TASK TO COMPLETE:
Go through the data below. Pull out every line that has the word "CompressorError".

Saved data entries
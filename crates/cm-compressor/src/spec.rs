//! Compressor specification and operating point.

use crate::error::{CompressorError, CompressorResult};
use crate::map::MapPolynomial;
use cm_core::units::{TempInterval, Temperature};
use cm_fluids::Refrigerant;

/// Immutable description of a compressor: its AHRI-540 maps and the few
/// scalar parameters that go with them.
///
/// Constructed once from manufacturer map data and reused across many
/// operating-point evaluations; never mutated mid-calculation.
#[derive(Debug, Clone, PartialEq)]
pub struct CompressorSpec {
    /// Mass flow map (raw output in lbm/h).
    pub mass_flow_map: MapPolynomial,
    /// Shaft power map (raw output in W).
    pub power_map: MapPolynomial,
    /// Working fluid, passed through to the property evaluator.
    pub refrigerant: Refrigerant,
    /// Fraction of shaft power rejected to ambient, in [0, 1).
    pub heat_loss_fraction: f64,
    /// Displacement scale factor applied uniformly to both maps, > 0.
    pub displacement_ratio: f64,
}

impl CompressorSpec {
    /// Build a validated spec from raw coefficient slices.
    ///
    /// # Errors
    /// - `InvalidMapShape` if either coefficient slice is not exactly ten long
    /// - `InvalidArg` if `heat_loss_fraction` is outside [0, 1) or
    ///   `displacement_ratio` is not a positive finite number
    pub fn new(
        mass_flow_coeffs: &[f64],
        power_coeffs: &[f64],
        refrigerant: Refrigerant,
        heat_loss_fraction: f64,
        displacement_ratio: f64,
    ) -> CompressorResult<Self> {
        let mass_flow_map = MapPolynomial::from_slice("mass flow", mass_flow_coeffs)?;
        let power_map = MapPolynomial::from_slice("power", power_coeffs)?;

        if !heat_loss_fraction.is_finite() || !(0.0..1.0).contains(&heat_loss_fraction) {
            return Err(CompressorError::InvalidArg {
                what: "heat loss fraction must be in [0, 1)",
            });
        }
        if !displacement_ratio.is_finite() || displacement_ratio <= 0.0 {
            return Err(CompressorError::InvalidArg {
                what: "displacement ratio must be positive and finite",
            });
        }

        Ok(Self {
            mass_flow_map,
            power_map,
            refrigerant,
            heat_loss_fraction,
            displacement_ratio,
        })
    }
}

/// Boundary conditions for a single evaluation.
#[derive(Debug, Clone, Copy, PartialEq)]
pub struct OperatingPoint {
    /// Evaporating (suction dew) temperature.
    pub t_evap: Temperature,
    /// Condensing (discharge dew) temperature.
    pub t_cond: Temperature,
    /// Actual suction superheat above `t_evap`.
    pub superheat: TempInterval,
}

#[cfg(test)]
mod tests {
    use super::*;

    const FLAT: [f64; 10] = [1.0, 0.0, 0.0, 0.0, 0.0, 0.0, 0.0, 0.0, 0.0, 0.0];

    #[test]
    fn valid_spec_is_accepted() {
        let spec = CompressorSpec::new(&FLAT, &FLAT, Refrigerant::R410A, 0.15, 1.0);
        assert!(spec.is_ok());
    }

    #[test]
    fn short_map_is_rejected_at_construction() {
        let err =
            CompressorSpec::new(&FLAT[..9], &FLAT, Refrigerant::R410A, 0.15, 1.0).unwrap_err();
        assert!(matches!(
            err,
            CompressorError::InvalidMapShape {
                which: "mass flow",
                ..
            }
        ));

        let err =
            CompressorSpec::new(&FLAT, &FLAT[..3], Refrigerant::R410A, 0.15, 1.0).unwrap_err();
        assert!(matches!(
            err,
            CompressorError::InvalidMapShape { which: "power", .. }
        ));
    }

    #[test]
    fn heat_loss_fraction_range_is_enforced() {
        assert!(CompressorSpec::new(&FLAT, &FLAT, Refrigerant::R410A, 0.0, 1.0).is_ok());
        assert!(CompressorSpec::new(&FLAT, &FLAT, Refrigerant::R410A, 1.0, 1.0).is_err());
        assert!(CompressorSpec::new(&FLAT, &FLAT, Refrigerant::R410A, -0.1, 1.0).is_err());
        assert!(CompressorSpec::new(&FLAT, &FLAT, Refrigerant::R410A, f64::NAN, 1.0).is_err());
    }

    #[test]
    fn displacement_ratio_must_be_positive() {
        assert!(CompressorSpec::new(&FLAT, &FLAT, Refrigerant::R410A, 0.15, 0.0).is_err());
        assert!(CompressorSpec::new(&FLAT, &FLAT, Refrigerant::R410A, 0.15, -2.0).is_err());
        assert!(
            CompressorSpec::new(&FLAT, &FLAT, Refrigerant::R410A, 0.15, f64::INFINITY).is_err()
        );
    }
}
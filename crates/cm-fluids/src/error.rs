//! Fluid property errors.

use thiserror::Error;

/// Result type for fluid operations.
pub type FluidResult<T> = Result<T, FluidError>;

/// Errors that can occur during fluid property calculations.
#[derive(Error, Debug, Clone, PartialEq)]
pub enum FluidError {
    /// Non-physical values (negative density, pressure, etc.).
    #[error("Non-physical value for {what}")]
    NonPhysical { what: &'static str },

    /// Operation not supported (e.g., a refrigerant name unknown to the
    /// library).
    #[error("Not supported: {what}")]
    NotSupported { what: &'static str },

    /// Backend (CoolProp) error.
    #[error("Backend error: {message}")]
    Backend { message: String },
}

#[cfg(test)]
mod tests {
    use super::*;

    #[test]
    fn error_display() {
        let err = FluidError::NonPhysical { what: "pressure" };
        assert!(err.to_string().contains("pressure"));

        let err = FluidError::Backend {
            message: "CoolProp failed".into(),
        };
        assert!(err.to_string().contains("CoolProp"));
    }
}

REPLY TO THE TASK:
use crate::error::{CompressorError, CompressorResult};
            return Err(CompressorError::InvalidArg {
            return Err(CompressorError::InvalidArg {
            CompressorError::InvalidMapShape {
            CompressorError::InvalidMapShape { which: "power", .. }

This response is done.